Pesch, Helmut W.
Lios-alf, der zuerst um die Biegung herumgekommen war, schien noch recht jung zu sein. Sein Gesicht hatte etwas Draufgängerisches. Ein Lächeln umspielte seine Mund-winkel. Seine Augen blickten freundlich, überhaupt nicht bedrohlich und gefährlich.
Er trug eine silbergraues, ledernes Wams, das mit Ringen besetzt war, und eine ebenfalls aus Leder gefertigte Hose von etwas dunklerer Farbe. Seine linke Seite zierte ein Schwert, dessen Griff aus einer Scheide aus festem Leder ragte. Es war länger als ein Unterarm.
An seiner rechten hing ein Dolch, dessen silberner Griff wie eine verkleinerte Ausgabe des Schwertes aussah.
»Die dunkle Brut ist weg«, meldete eine Stimme hinter ihnen.
Siggi und Gunhild zuckten zusammen, und dem Jungen entfuhr ein leiser Aufschrei. Sie blickten sich um und sahen ein gutes Dutzend der hellhäutigen Wesen, die hinter ihnen im großen Höhlendom an Eingang des Ganges standen.
»Wer wird denn so schreckhaft sein?«, lachte der junge Lichtalbe, den Siggi gemustert hatte. »Erst liefert er den Swart-alfar einen großen Kampf, und dann erschrickt er.«
»Ich hatte hinter mir keinen mehr erwartet«, sagte Siggi.

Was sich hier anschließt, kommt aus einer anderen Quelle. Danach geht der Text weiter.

use prefmap_shared::PreferenceLevel;
use prefmap_shared::preference::UNRATED_COLOR;

/// Format RGBA as a CSS color string.
pub fn rgba_css(r: u8, g: u8, b: u8, a: f64) -> String {
    format!("rgba({r},{g},{b},{a})")
}

/// Translucent tint of a level's color, for selected-button backgrounds.
pub fn level_tint(level: PreferenceLevel, alpha: f64) -> String {
    let (r, g, b) = level.color_rgb();
    rgba_css(r, g, b, alpha)
}

/// Fill and opacity for a region on the map.
pub fn region_fill(level: Option<PreferenceLevel>) -> (&'static str, f64) {
    match level {
        Some(level) => (level.color(), 1.0),
        None => (UNRATED_COLOR, 0.9),
    }
}
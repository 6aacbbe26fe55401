//! Static region tables, one registry per map type.

mod asia;
mod canada;
mod europe;
mod france;
mod japan;
mod usa;

use crate::map_type::MapType;

/// A single addressable map unit (state, province, country, prefecture).
#[derive(Debug, Clone, Copy, PartialEq, Eq)]
pub struct Region {
    pub id: &'static str,
    pub name: &'static str,
}

/// Lookup table for one map type.
#[derive(Debug)]
pub struct Registry {
    pub map_type: MapType,
    regions: &'static [Region],
    /// Alternative spellings and codes found in boundary data and old links.
    aliases: &'static [(&'static str, &'static str)],
    /// Boundary features that exist in the source data but are not rendered or rated.
    excluded: &'static [&'static str],
}

static USA: Registry = Registry {
    map_type: MapType::Usa,
    regions: usa::REGIONS,
    aliases: usa::ALIASES,
    excluded: &[],
};

static CANADA: Registry = Registry {
    map_type: MapType::Canada,
    regions: canada::REGIONS,
    aliases: canada::ALIASES,
    excluded: &[],
};

static EUROPE: Registry = Registry {
    map_type: MapType::Europe,
    regions: europe::REGIONS,
    aliases: europe::ALIASES,
    excluded: europe::EXCLUDED,
};

static JAPAN: Registry = Registry {
    map_type: MapType::Japan,
    regions: japan::REGIONS,
    aliases: japan::ALIASES,
    excluded: &[],
};

static FRANCE: Registry = Registry {
    map_type: MapType::France,
    regions: france::REGIONS,
    aliases: france::ALIASES,
    excluded: &[],
};

static ASIA: Registry = Registry {
    map_type: MapType::Asia,
    regions: asia::REGIONS,
    aliases: asia::ALIASES,
    excluded: &[],
};

pub fn registry(map_type: MapType) -> &'static Registry {
    match map_type {
        MapType::Usa => &USA,
        MapType::Canada => &CANADA,
        MapType::Europe => &EUROPE,
        MapType::Japan => &JAPAN,
        MapType::France => &FRANCE,
        MapType::Asia => &ASIA,
    }
}

impl Registry {
    pub fn regions(&self) -> &'static [Region] {
        self.regions
    }

    /// Number of rateable regions; the denominator for progress.
    pub fn len(&self) -> usize {
        self.regions.len()
    }

    pub fn is_empty(&self) -> bool {
        self.regions.is_empty()
    }

    pub fn get(&self, id: &str) -> Option<&'static Region> {
        self.regions.iter().find(|region| region.id == id)
    }

    pub fn contains(&self, id: &str) -> bool {
        self.get(id).is_some()
    }

    /// Display name for a region id, falling back to the id itself.
    pub fn name<'a>(&self, id: &'a str) -> &'a str {
        self.get(id).map_or(id, |region| region.name)
    }

    pub fn excluded(&self) -> &'static [&'static str] {
        self.excluded
    }

    pub fn is_excluded(&self, raw: &str) -> bool {
        let raw = raw.trim();
        self.excluded
            .iter()
            .any(|entry| entry.eq_ignore_ascii_case(raw))
    }

    /// Map an id, alias, or display name to the canonical region id.
    pub fn resolve(&self, raw: &str) -> Option<&'static str> {
        let raw = raw.trim();
        if raw.is_empty() {
            return None;
        }
        if let Some(region) = self.get(raw) {
            return Some(region.id);
        }
        if let Some((_, id)) = self.aliases.iter().find(|(alias, _)| *alias == raw) {
            return Some(*id);
        }
        self.regions
            .iter()
            .find(|region| {
                region.id.eq_ignore_ascii_case(raw) || region.name.eq_ignore_ascii_case(raw)
            })
            .map(|region| region.id)
            .or_else(|| {
                self.aliases
                    .iter()
                    .find(|(alias, _)| alias.eq_ignore_ascii_case(raw))
                    .map(|(_, id)| *id)
            })
    }
}

#[cfg(test)]
mod tests {
    use std::collections::HashSet;

    use super::registry;
    use crate::map_type::MapType;

    #[test]
    fn region_ids_are_unique_per_map() {
        for map in MapType::ALL {
            let reg = registry(map);
            let ids: HashSet<_> = reg.regions().iter().map(|r| r.id).collect();
            assert_eq!(ids.len(), reg.len(), "duplicate id in {map}");
        }
    }

    #[test]
    fn aliases_point_at_known_regions() {
        for map in MapType::ALL {
            let reg = registry(map);
            for (alias, id) in reg.aliases {
                assert!(reg.contains(id), "{map}: alias {alias} -> unknown {id}");
            }
        }
    }

    #[test]
    fn region_counts_match_datasets() {
        assert_eq!(registry(MapType::Usa).len(), 51);
        assert_eq!(registry(MapType::Canada).len(), 13);
        assert_eq!(registry(MapType::Japan).len(), 47);
        assert_eq!(registry(MapType::France).len(), 18);
    }

    #[test]
    fn resolves_aliases_and_names() {
        let usa = registry(MapType::Usa);
        assert_eq!(usa.resolve("Washington DC"), Some("DC"));
        assert_eq!(usa.resolve("Washington, D.C."), Some("DC"));
        assert_eq!(usa.resolve("California"), Some("CA"));
        assert_eq!(usa.resolve("tx"), Some("TX"));
        assert_eq!(usa.resolve("Atlantis"), None);

        let japan = registry(MapType::Japan);
        assert_eq!(japan.resolve("1"), Some("01"));
        assert_eq!(japan.resolve("13"), Some("13"));
        assert_eq!(japan.resolve("Tokyo"), Some("13"));

        let france = registry(MapType::France);
        assert_eq!(france.resolve("08"), Some("Île-de-France"));
    }

    #[test]
    fn europe_excludes_micro_states() {
        let europe = registry(MapType::Europe);
        assert!(europe.is_excluded("Monaco"));
        assert!(europe.is_excluded("va"));
        assert!(!europe.is_excluded("France"));
        for entry in europe.excluded() {
            assert!(!europe.contains(entry));
        }
    }

    #[test]
    fn name_falls_back_to_id() {
        let usa = registry(MapType::Usa);
        assert_eq!(usa.name("NY"), "New York");
        assert_eq!(usa.name("ZZ"), "ZZ");
    }
}
use std::path::PathBuf;

pub const DEFAULT_SERVER_PORT: u16 = 3000;
pub const DEFAULT_CLIENT_DIST_DIR: &str = "client/dist";
pub const DEFAULT_BOUNDARY_DIR: &str = "client/dist/geo";
pub const DEFAULT_PUBLIC_ORIGIN: &str = "https://statesidliveinmap.com";

pub const INDEX_FILE: &str = "index.html";
/// Placeholder in `index.html` replaced by share preview tags.
pub const META_MARKER: &str = "<!-- prefmap:meta -->";

pub fn server_port() -> u16 {
    std::env::var("PORT")
        .ok()
        .and_then(|value| value.trim().parse::<u16>().ok())
        .filter(|value| *value > 0)
        .unwrap_or(DEFAULT_SERVER_PORT)
}

pub fn client_dist_dir() -> PathBuf {
    non_empty_var("CLIENT_DIST_DIR")
        .map(PathBuf::from)
        .unwrap_or_else(|| PathBuf::from(DEFAULT_CLIENT_DIST_DIR))
}

pub fn boundary_dir() -> PathBuf {
    non_empty_var("BOUNDARY_DIR")
        .map(PathBuf::from)
        .unwrap_or_else(|| PathBuf::from(DEFAULT_BOUNDARY_DIR))
}

/// Origin used for absolute links in preview tags. Must be http(s); trailing
/// slashes are dropped.
pub fn public_origin() -> String {
    non_empty_var("PUBLIC_ORIGIN")
        .filter(|value| value.starts_with("http://") || value.starts_with("https://"))
        .map(|value| value.trim_end_matches('/').to_owned())
        .unwrap_or_else(|| DEFAULT_PUBLIC_ORIGIN.to_owned())
}

fn non_empty_var(key: &str) -> Option<String> {
    std::env::var(key)
        .ok()
        .map(|value| value.trim().to_owned())
        .filter(|value| !value.is_empty())
}

#[cfg(test)]
mod tests {
    use super::*;

    #[test]
    fn defaults_apply_when_unset() {
        temp_env::with_vars_unset(
            ["PORT", "CLIENT_DIST_DIR", "BOUNDARY_DIR", "PUBLIC_ORIGIN"],
            || {
                assert_eq!(server_port(), DEFAULT_SERVER_PORT);
                assert_eq!(client_dist_dir(), PathBuf::from(DEFAULT_CLIENT_DIST_DIR));
                assert_eq!(boundary_dir(), PathBuf::from(DEFAULT_BOUNDARY_DIR));
                assert_eq!(public_origin(), DEFAULT_PUBLIC_ORIGIN);
            },
        );
    }

    #[test]
    fn port_rejects_garbage_and_zero() {
        temp_env::with_var("PORT", Some("8080"), || assert_eq!(server_port(), 8080));
        temp_env::with_var("PORT", Some("0"), || {
            assert_eq!(server_port(), DEFAULT_SERVER_PORT)
        });
        temp_env::with_var("PORT", Some("eighty"), || {
            assert_eq!(server_port(), DEFAULT_SERVER_PORT)
        });
    }

    #[test]
    fn directories_ignore_blank_values() {
        temp_env::with_vars(
            [("CLIENT_DIST_DIR", Some("/srv/app")), ("BOUNDARY_DIR", Some("  "))],
            || {
                assert_eq!(client_dist_dir(), PathBuf::from("/srv/app"));
                assert_eq!(boundary_dir(), PathBuf::from(DEFAULT_BOUNDARY_DIR));
            },
        );
    }

    #[test]
    fn public_origin_is_normalized() {
        temp_env::with_var("PUBLIC_ORIGIN", Some("http://localhost:3000/"), || {
            assert_eq!(public_origin(), "http://localhost:3000");
        });
        temp_env::with_var("PUBLIC_ORIGIN", Some("localhost"), || {
            assert_eq!(public_origin(), DEFAULT_PUBLIC_ORIGIN);
        });
    }
}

»Du musst immer und aus jeder Richtung jemanden erwarten, denn überall lauern Gefahren«, entgegnete der Lios-alf ernst. »Ich bin Laurion, Hauptmann der Späher, zu deinen Diensten«, stellte er sich vor und deutete dabei eine Verneigung an.
»Ich bin Siggi, zu deinen Diensten«, entgegnete der Junge, die gleiche Redewendung benutzend, und verbeugte sich ebenfalls. Er kam sich vor wie in einem Theaterstück. »Das ist meine Schwester Gunhild.«
Gunhild deutete einen Knicks an und lächelte. Auch sie schien sogleich Vertrauen zu dem jungen Lichtalben gefasst zu haben.
»Willkommen, schöne Maid«, fuhr dieser fort. »In unserem Reich liegt Euch alles zu Füßen. Gebietet mir, und ich werde Euch dienen.«
Gunhild wusste nicht, wie ihr geschah. Waren das nur Höflich-keitsfloskeln, oder war das ernst gemeint? Aber etwas an diesen Worten berührte sie tief, und so schwieg sie nur und verneigte sich.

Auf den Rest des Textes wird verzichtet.